そして、「加熱する」。料理する時はしっかり加熱し、食器や調理器具も熱湯などで消毒する。
弁当などを提供する場合もあるだろうが、弁当は作ってから食べるまで時間があるので、特に注意が必要。おかずの汁気はよく切る、ごはんやおかずはよく冷ましてからふたをする、涼しいところに保管する―など、当たり前のことをきちんとやることが肝心。
気を付けているにも関わらず、旅館・ホテルで食中毒は起こる。
5月初旬、長野県内の宿泊施設を利用した中学生が発熱や頭痛などの症状を訴え、保健所はロタウイルスによる食中毒と断定。この施設の調理部門を3日間の営業停止とした。

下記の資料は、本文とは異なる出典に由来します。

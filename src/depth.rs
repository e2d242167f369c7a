use crate::error::FsMapError;

/// Remaining number of directory levels the engine may descend into.
///
/// `Remaining(0)` still records the immediate children of the directory
/// being listed; it only stops the engine from listing any of them.
#[derive(Debug, Clone, Copy, PartialEq, Eq, Default)]
pub enum Depth {
    #[default]
    Unlimited,
    Remaining(usize),
}

impl Depth {
    /// Budget handed to the children of a directory, or `None` when the
    /// directory must not be listed.
    pub fn descend(self) -> Option<Depth> {
        match self {
            Depth::Unlimited => Some(Depth::Unlimited),
            Depth::Remaining(0) => None,
            Depth::Remaining(n) => Some(Depth::Remaining(n - 1)),
        }
    }
}

impl TryFrom<i64> for Depth {
    type Error = FsMapError;

    /// `-1` is unlimited, `n >= 0` is a finite budget.
    fn try_from(raw: i64) -> Result<Self, Self::Error> {
        match raw {
            -1 => Ok(Depth::Unlimited),
            n if n >= 0 => usize::try_from(n)
                .map(Depth::Remaining)
                .map_err(|_| FsMapError::InvalidDepth(raw)),
            _ => Err(FsMapError::InvalidDepth(raw)),
        }
    }
}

静岡県熱海市では6月2日から、宿泊施設を対象とした食品衛生の一斉監視指導を始めたという。夏の観光シーズンを前に、宿泊施設で食の安全を守るためのもので、県の保健所が毎年行っている。保健所の職員らが施設の調理場に入り、調理器具や水回りの管理状態などをチェックする。
愛媛県と松山市は、6月17日から26日まで「細菌性食中毒注意報」を出した。(1)調理や食事の前での手洗い(2)台所を常に清潔にし、まな板、ふきんなどは十分に洗浄・消毒(3)食品を長時間にわたり室温で放置しない―など。
不特定多数の人に食事を提供する旅館・ホテルが食中毒事件を起こすと信用問題となる。慢心せず、くれぐれもご用心。